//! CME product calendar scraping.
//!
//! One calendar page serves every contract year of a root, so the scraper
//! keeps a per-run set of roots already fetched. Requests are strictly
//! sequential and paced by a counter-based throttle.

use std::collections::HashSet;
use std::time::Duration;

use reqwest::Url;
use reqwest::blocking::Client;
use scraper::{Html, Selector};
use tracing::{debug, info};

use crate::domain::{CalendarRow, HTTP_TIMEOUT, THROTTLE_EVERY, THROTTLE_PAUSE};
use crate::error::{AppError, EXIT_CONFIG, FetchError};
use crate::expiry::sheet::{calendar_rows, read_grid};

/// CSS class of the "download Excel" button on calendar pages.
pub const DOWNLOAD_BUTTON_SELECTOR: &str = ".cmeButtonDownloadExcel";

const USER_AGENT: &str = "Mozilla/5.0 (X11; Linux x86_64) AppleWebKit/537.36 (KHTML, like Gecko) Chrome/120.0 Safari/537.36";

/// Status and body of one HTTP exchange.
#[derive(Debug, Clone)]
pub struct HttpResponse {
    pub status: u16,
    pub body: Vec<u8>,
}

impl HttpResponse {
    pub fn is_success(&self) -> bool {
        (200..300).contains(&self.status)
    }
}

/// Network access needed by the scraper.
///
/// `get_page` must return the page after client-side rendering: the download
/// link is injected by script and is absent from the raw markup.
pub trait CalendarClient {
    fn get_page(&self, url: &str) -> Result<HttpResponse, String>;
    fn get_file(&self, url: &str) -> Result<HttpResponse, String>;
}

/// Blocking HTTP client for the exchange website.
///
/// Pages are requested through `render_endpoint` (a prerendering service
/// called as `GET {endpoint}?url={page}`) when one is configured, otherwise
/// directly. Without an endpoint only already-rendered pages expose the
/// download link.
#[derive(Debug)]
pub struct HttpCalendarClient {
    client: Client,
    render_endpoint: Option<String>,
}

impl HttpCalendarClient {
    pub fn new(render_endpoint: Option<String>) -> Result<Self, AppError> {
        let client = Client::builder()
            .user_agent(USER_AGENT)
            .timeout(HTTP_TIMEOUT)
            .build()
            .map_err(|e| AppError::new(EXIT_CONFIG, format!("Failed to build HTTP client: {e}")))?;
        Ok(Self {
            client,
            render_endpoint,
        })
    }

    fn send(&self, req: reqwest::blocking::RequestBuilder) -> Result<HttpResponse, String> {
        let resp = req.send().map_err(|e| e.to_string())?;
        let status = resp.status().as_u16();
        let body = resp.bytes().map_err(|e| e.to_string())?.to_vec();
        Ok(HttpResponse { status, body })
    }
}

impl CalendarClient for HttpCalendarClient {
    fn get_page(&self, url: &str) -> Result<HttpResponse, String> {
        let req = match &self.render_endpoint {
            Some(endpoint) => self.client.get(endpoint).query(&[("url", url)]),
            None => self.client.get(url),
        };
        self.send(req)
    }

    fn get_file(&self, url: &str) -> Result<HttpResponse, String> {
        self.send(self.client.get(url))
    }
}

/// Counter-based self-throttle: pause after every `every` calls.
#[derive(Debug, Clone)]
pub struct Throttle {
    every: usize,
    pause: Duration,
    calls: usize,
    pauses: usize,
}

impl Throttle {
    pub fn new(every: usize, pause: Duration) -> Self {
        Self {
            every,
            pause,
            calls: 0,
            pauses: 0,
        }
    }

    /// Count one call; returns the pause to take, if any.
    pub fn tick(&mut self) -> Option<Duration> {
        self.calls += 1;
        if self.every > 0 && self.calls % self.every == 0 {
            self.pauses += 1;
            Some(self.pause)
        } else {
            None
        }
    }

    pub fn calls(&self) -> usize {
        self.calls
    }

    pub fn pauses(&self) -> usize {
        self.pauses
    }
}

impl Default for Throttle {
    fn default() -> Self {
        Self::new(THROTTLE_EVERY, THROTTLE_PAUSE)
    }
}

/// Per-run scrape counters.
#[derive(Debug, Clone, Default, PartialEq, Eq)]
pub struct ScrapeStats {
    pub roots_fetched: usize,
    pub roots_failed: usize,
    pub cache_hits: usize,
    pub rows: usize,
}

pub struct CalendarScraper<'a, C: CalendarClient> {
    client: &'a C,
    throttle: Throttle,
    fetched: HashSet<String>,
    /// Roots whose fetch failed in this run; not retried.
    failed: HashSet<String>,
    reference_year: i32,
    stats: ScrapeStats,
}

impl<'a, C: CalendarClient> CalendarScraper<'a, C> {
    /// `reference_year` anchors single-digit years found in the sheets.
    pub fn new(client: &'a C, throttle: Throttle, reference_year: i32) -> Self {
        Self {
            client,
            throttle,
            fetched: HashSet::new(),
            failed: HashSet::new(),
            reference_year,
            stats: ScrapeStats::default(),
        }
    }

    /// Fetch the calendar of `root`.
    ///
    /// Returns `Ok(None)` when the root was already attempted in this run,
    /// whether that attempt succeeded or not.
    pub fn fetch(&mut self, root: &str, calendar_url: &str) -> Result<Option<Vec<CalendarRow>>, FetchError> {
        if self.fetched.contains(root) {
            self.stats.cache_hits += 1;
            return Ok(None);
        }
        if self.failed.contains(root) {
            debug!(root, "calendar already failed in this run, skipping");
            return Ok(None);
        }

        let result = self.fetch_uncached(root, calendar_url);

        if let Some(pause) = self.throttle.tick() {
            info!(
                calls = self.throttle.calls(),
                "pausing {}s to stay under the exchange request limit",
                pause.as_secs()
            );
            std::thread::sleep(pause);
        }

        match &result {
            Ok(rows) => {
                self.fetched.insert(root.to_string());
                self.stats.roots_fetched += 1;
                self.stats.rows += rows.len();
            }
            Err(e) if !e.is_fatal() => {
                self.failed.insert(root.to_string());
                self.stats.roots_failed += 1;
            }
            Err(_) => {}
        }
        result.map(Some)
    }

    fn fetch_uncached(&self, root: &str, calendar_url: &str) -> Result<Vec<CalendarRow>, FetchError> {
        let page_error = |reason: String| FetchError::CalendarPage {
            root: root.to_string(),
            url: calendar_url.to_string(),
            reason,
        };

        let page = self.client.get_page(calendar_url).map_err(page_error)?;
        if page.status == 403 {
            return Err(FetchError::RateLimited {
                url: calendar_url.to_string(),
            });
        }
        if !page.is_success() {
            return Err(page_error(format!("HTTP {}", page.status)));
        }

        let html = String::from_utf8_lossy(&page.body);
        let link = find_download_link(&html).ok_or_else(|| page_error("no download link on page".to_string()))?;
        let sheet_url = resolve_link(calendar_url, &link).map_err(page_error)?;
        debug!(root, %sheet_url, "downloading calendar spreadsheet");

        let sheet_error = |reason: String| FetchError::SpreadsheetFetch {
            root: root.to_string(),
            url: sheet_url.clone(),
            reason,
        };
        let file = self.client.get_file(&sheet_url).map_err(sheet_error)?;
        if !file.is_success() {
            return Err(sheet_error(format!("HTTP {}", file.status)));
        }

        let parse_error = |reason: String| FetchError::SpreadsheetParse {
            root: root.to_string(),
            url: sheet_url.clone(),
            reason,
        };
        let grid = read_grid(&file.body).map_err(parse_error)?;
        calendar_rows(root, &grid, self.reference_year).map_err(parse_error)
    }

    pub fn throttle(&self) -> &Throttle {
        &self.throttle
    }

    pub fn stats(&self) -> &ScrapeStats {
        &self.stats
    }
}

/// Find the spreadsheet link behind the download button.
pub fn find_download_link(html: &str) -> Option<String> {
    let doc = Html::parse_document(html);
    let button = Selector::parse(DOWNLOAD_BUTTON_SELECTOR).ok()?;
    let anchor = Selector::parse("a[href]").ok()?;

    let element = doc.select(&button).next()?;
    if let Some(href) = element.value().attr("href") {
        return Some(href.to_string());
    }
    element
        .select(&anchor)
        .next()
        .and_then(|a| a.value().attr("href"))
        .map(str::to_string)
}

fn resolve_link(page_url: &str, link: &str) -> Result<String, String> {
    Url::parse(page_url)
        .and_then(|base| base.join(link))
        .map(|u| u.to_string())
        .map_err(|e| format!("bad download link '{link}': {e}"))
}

####

Please copy, exactly and with nothing else, the lines above beginning at the line that has "impl CalendarClient for" and ending with the line that has "impl Default for".

impl CalendarClient for HttpCalendarClient {
    fn get_page(&self, url: &str) -> Result<HttpResponse, String> {
        let req = match &self.render_endpoint {
            Some(endpoint) => self.client.get(endpoint).query(&[("url", url)]),
            None => self.client.get(url),
        };
        self.send(req)
    }

    fn get_file(&self, url: &str) -> Result<HttpResponse, String> {
        self.send(self.client.get(url))
    }
}

/// Counter-based self-throttle: pause after every `every` calls.
#[derive(Debug, Clone)]
pub struct Throttle {
    every: usize,
    pause: Duration,
    calls: usize,
    pauses: usize,
}

impl Throttle {
    pub fn new(every: usize, pause: Duration) -> Self {
        Self {
            every,
            pause,
            calls: 0,
            pauses: 0,
        }
    }

    /// Count one call; returns the pause to take, if any.
    pub fn tick(&mut self) -> Option<Duration> {
        self.calls += 1;
        if self.every > 0 && self.calls % self.every == 0 {
            self.pauses += 1;
            Some(self.pause)
        } else {
            None
        }
    }

    pub fn calls(&self) -> usize {
        self.calls
    }

    pub fn pauses(&self) -> usize {
        self.pauses
    }
}

impl Default for Throttle {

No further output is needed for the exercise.